#### TASK BRIEF
Count the lines below that contain the word "PriceSource", and reply with only that number.
─── SUPPLIED ENTRIES
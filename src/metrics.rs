//! Prometheus metrics for the coordination loop.

use metrics::{counter, describe_counter, describe_histogram, histogram};
use metrics_exporter_prometheus::{BuildError, PrometheusBuilder, PrometheusHandle};

use crate::market::Venue;
use crate::position::PositionState;

/// Opportunities detected across all categories.
pub const OPPORTUNITIES_DETECTED: &str = "arb_opportunities_detected_total";
/// Positions created in `watching`.
pub const POSITIONS_CREATED: &str = "arb_positions_created_total";
/// Positions resolved into a terminal state, labeled by state.
pub const POSITIONS_RESOLVED: &str = "arb_positions_resolved_total";
/// Individual fetch attempts that failed and will be retried.
pub const FETCH_RETRIES: &str = "arb_fetch_retries_total";
/// Fetches that exhausted all retry attempts.
pub const FETCH_FAILURES: &str = "arb_fetch_failures_total";
/// Quotes discarded by validation.
pub const QUOTES_REJECTED: &str = "arb_quotes_rejected_total";
/// Wall-clock duration of one coordinator cycle.
pub const CYCLE_DURATION: &str = "arb_cycle_duration_seconds";

/// Install the Prometheus recorder and register metric descriptions.
pub fn init_recorder() -> Result<PrometheusHandle, BuildError> {
    let handle = PrometheusBuilder::new().install_recorder()?;

    describe_counter!(OPPORTUNITIES_DETECTED, "Opportunities detected");
    describe_counter!(POSITIONS_CREATED, "Positions created in watching state");
    describe_counter!(POSITIONS_RESOLVED, "Positions resolved, by terminal state");
    describe_counter!(FETCH_RETRIES, "Fetch attempts that failed and were retried");
    describe_counter!(FETCH_FAILURES, "Fetches that exhausted all attempts");
    describe_counter!(QUOTES_REJECTED, "Quotes discarded by validation");
    describe_histogram!(CYCLE_DURATION, "Coordinator cycle duration in seconds");

    Ok(handle)
}

/// Count one detected opportunity.
pub fn inc_opportunity_detected(category: &str) {
    counter!(OPPORTUNITIES_DETECTED, "category" => category.to_string()).increment(1);
}

/// Count one created position.
pub fn inc_position_created(category: &str) {
    counter!(POSITIONS_CREATED, "category" => category.to_string()).increment(1);
}

/// Count one resolved position by terminal state.
pub fn inc_position_resolved(state: PositionState) {
    counter!(POSITIONS_RESOLVED, "state" => state.to_string()).increment(1);
}

/// Count one retried fetch attempt.
pub fn inc_fetch_retry(venue: Venue) {
    counter!(FETCH_RETRIES, "venue" => venue.to_string()).increment(1);
}

/// Count one exhausted fetch.
pub fn inc_fetch_failure(venue: Venue) {
    counter!(FETCH_FAILURES, "venue" => venue.to_string()).increment(1);
}

/// Count one rejected quote.
pub fn inc_quote_rejected(venue: Venue) {
    counter!(QUOTES_REJECTED, "venue" => venue.to_string()).increment(1);
}

/// Record one cycle's duration.
pub fn record_cycle_duration(seconds: f64) {
    histogram!(CYCLE_DURATION).record(seconds);
}

/// RAII timer that records cycle duration on drop.
pub struct CycleTimer {
    start: std::time::Instant,
}

impl CycleTimer {
    /// Start timing a cycle.
    pub fn start() -> Self {
        Self {
            start: std::time::Instant::now(),
        }
    }
}

impl Default for CycleTimer {
    fn default() -> Self {
        Self::start()
    }
}

impl Drop for CycleTimer {
    fn drop(&mut self) {
        record_cycle_duration(self.start.elapsed().as_secs_f64());
    }
}
//! Binary entry point for the arbitrage agent.

use std::sync::atomic::{AtomicBool, Ordering};
use std::sync::Arc;

use anyhow::Context;
use clap::{Parser, Subcommand};
use time::OffsetDateTime;
use tracing::{error, info};
use tracing_subscriber::EnvFilter;

use arbitrage_hunter::api::{self, AppState};
use arbitrage_hunter::config::Config;
use arbitrage_hunter::coordinator::Coordinator;
use arbitrage_hunter::market::{
    KalshiSource, PolymarketSource, PriceSource, SyntheticConfig, SyntheticSource, Venue,
};
use arbitrage_hunter::metrics;
use arbitrage_hunter::position::NoSettlement;
use arbitrage_hunter::storage::{
    InMemoryJournal, InMemoryPerformanceStore, InMemoryPositionRepository,
};
use arbitrage_hunter::utils::{shutdown_on_ctrl_c, Shutdown};

#[derive(Parser)]
#[command(name = "arbitrage-hunter")]
#[command(about = "Cross-venue prediction market arbitrage agent")]
struct Cli {
    #[command(subcommand)]
    command: Command,
}

#[derive(Subcommand)]
enum Command {
    /// Run the coordinator loop and dashboard API.
    Run {
        /// Use the synthetic fault-injecting price source instead of live venues.
        #[arg(long)]
        dummy: bool,
        /// Dashboard API port, overriding PORT.
        #[arg(long)]
        port: Option<u16>,
    },
    /// Resume and run a single coordination cycle, then exit.
    RunOnce {
        /// Use the synthetic fault-injecting price source instead of live venues.
        #[arg(long)]
        dummy: bool,
    },
    /// Validate configuration and exit.
    CheckConfig,
}

fn init_tracing(level: &str) {
    let filter = EnvFilter::try_from_default_env()
        .unwrap_or_else(|_| EnvFilter::new(level.to_string()));
    tracing_subscriber::fmt().with_env_filter(filter).init();
}

fn build_sources(config: &Config) -> Vec<Arc<dyn PriceSource>> {
    if config.dummy {
        let synthetic = SyntheticConfig {
            fault_rate: config.fault_rate,
            expiry_days: config.default_expiry_days,
        };
        info!(fault_rate = config.fault_rate, "Using synthetic price sources");
        vec![
            Arc::new(SyntheticSource::new(Venue::Polymarket, synthetic.clone())),
            Arc::new(SyntheticSource::new(Venue::Kalshi, synthetic)),
        ]
    } else {
        vec![
            Arc::new(PolymarketSource::new(config)),
            Arc::new(KalshiSource::new(config)),
        ]
    }
}

#[tokio::main]
async fn main() -> anyhow::Result<()> {
    let cli = Cli::parse();
    let mut config = Config::load().context("failed to load configuration")?;

    match cli.command {
        Command::CheckConfig => {
            init_tracing(&config.rust_log);
            config
                .validate()
                .map_err(|e| anyhow::anyhow!("invalid configuration: {e}"))?;
            info!("Configuration OK");
            Ok(())
        }
        Command::RunOnce { dummy } => {
            config.dummy |= dummy;
            init_tracing(&config.rust_log);
            config
                .validate()
                .map_err(|e| anyhow::anyhow!("invalid configuration: {e}"))?;

            let shutdown = Shutdown::new();
            let mut coordinator = Coordinator::new(
                config.clone(),
                build_sources(&config),
                Arc::new(InMemoryPositionRepository::new()),
                Arc::new(InMemoryJournal::new()),
                Arc::new(InMemoryPerformanceStore::new()),
                Arc::new(NoSettlement),
                shutdown.listener(),
            );
            coordinator.resume().await?;
            coordinator.run_cycle().await?;
            Ok(())
        }
        Command::Run { dummy, port } => {
            config.dummy |= dummy;
            if let Some(port) = port {
                config.port = port;
            }
            init_tracing(&config.rust_log);
            config
                .validate()
                .map_err(|e| anyhow::anyhow!("invalid configuration: {e}"))?;

            let handle = metrics::init_recorder()
                .map_err(|e| anyhow::anyhow!("failed to install metrics recorder: {e}"))?;

            let repository = Arc::new(InMemoryPositionRepository::new());
            let journal = Arc::new(InMemoryJournal::new());
            let performance = Arc::new(InMemoryPerformanceStore::new());

            let shutdown = Arc::new(Shutdown::new());
            let ready = Arc::new(AtomicBool::new(false));

            let ctrl_c_shutdown = shutdown.clone();
            tokio::spawn(async move { shutdown_on_ctrl_c(&ctrl_c_shutdown).await });

            let state = AppState {
                repository: repository.clone(),
                journal: journal.clone(),
                performance: performance.clone(),
                started_at: OffsetDateTime::now_utc(),
                ready: ready.clone(),
                metrics: Some(handle),
            };
            let api_task = tokio::spawn(api::serve(state, config.port, shutdown.listener()));

            let mut coordinator = Coordinator::new(
                config.clone(),
                build_sources(&config),
                repository,
                journal,
                performance,
                Arc::new(NoSettlement),
                shutdown.listener(),
            );

            coordinator.resume().await?;
            ready.store(true, Ordering::Release);

            let result = coordinator.run().await;
            if let Err(err) = &result {
                error!(error = %err, "Coordinator stopped with fatal error");
            }
            shutdown.trigger();

            api_task.await??;
            result?;
            info!("Agent stopped");
            Ok(())
        }
    }
}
──────
#### ANSWER TO THIS PROBLEM
2